//! User Context - Value Objects

use serde::{Deserialize, Serialize};

use super::UserError;

/// 姓名与邮箱的最大长度（与 users 表列宽一致）
pub const MAX_FIELD_LEN: usize = 255;

/// 用户唯一标识，由数据库自增生成
#[derive(Debug, Clone, Copy, PartialEq, Eq, Hash, PartialOrd, Ord, Serialize, Deserialize)]
pub struct UserId(i64);

impl UserId {
    pub fn new(id: i64) -> Self {
        Self(id)
    }

    pub fn value(&self) -> i64 {
        self.0
    }
}

impl std::str::FromStr for UserId {
    type Err = std::num::ParseIntError;

    fn from_str(s: &str) -> Result<Self, Self::Err> {
        s.parse::<i64>().map(Self)
    }
}

impl std::fmt::Display for UserId {
    fn fmt(&self, f: &mut std::fmt::Formatter<'_>) -> std::fmt::Result {
        write!(f, "{}", self.0)
    }
}

/// 用户姓名
///
/// 不变量:
/// - 去除首尾空白后不可为空
/// - 长度不超过 255 字符
#[derive(Debug, Clone, PartialEq, Eq)]
pub struct UserName(String);

impl UserName {
    pub fn new(name: impl Into<String>) -> Result<Self, UserError> {
        let name = name.into();
        if name.trim().is_empty() {
            return Err(UserError::InvalidName("name must not be empty".to_string()));
        }
        if name.chars().count() > MAX_FIELD_LEN {
            return Err(UserError::InvalidName(format!(
                "name must be at most {} characters",
                MAX_FIELD_LEN
            )));
        }
        Ok(Self(name))
    }

    pub fn as_str(&self) -> &str {
        &self.0
    }

    pub fn into_inner(self) -> String {
        self.0
    }
}

impl std::fmt::Display for UserName {
    fn fmt(&self, f: &mut std::fmt::Formatter<'_>) -> std::fmt::Result {
        write!(f, "{}", self.0)
    }
}

/// 用户邮箱
///
/// 唯一性由存储层的 UNIQUE 约束保证，这里只校验非空和长度
#[derive(Debug, Clone, PartialEq, Eq)]
pub struct Email(String);

impl Email {
    pub fn new(email: impl Into<String>) -> Result<Self, UserError> {
        let email = email.into();
        if email.trim().is_empty() {
            return Err(UserError::InvalidEmail("email must not be empty".to_string()));
        }
        if email.chars().count() > MAX_FIELD_LEN {
            return Err(UserError::InvalidEmail(format!(
                "email must be at most {} characters",
                MAX_FIELD_LEN
            )));
        }
        Ok(Self(email))
    }

    pub fn as_str(&self) -> &str {
        &self.0
    }

    pub fn into_inner(self) -> String {
        self.0
    }
}

impl std::fmt::Display for Email {
    fn fmt(&self, f: &mut std::fmt::Formatter<'_>) -> std::fmt::Result {
        write!(f, "{}", self.0)
    }
}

### YOUR GOAL
Retype all of the data shown above, word for word.

### RESULT FOR THIS TASK
//! User Context - Value Objects

use serde::{Deserialize, Serialize};

use super::UserError;

/// 姓名与邮箱的最大长度（与 users 表列宽一致）
pub const MAX_FIELD_LEN: usize = 255;

/// 用户唯一标识，由数据库自增生成
#[derive(Debug, Clone, Copy, PartialEq, Eq, Hash, PartialOrd, Ord, Serialize, Deserialize)]
pub struct UserId(i64);

impl UserId {
    pub fn new(id: i64) -> Self {
        Self(id)
    }

    pub fn value(&self) -> i64 {
        self.0
    }
}

impl std::str::FromStr for UserId {
    type Err = std::num::ParseIntError;

    fn from_str(s: &str) -> Result<Self, Self::Err> {
        s.parse::<i64>().map(Self)
    }
}

impl std::fmt::Display for UserId {
    fn fmt(&self, f: &mut std::fmt::Formatter<'_>) -> std::fmt::Result {
        write!(f, "{}", self.0)
    }
}

/// 用户姓名
///
/// 不变量:
/// - 去除首尾空白后不可为空
/// - 长度不超过 255 字符
#[derive(Debug, Clone, PartialEq, Eq)]
pub struct UserName(String);

impl UserName {
    pub fn new(name: impl Into<String>) -> Result<Self, UserError> {
        let name = name.into();
        if name.trim().is_empty() {
            return Err(UserError::InvalidName("name must not be empty".to_string()));
        }
        if name.chars().count() > MAX_FIELD_LEN {
            return Err(UserError::InvalidName(format!(
                "name must be at most {} characters",
                MAX_FIELD_LEN
            )));
        }
        Ok(Self(name))
    }

    pub fn as_str(&self) -> &str {
        &self.0
    }

    pub fn into_inner(self) -> String {
        self.0
    }
}

impl std::fmt::Display for UserName {
    fn fmt(&self, f: &mut std::fmt::Formatter<'_>) -> std::fmt::Result {
        write!(f, "{}", self.0)
    }
}

/// 用户邮箱
///
/// 唯一性由存储层的 UNIQUE 约束保证，这里只校验非空和长度
#[derive(Debug, Clone, PartialEq, Eq)]
pub struct Email(String);

impl Email {
    pub fn new(email: impl Into<String>) -> Result<Self, UserError> {
        let email = email.into();
        if email.trim().is_empty() {
            return Err(UserError::InvalidEmail("email must not be empty".to_string()));
        }
        if email.chars().count() > MAX_FIELD_LEN {
            return Err(UserError::InvalidEmail(format!(
                "email must be at most {} characters",
                MAX_FIELD_LEN
            )));
        }
        Ok(Self(email))
    }

    pub fn as_str(&self) -> &str {
        &self.0
    }

    pub fn into_inner(self) -> String {
        self.0
    }
}

impl std::fmt::Display for Email {
    fn fmt(&self, f: &mut std::fmt::Formatter<'_>) -> std::fmt::Result {
        write!(f, "{}", self.0)
    }
}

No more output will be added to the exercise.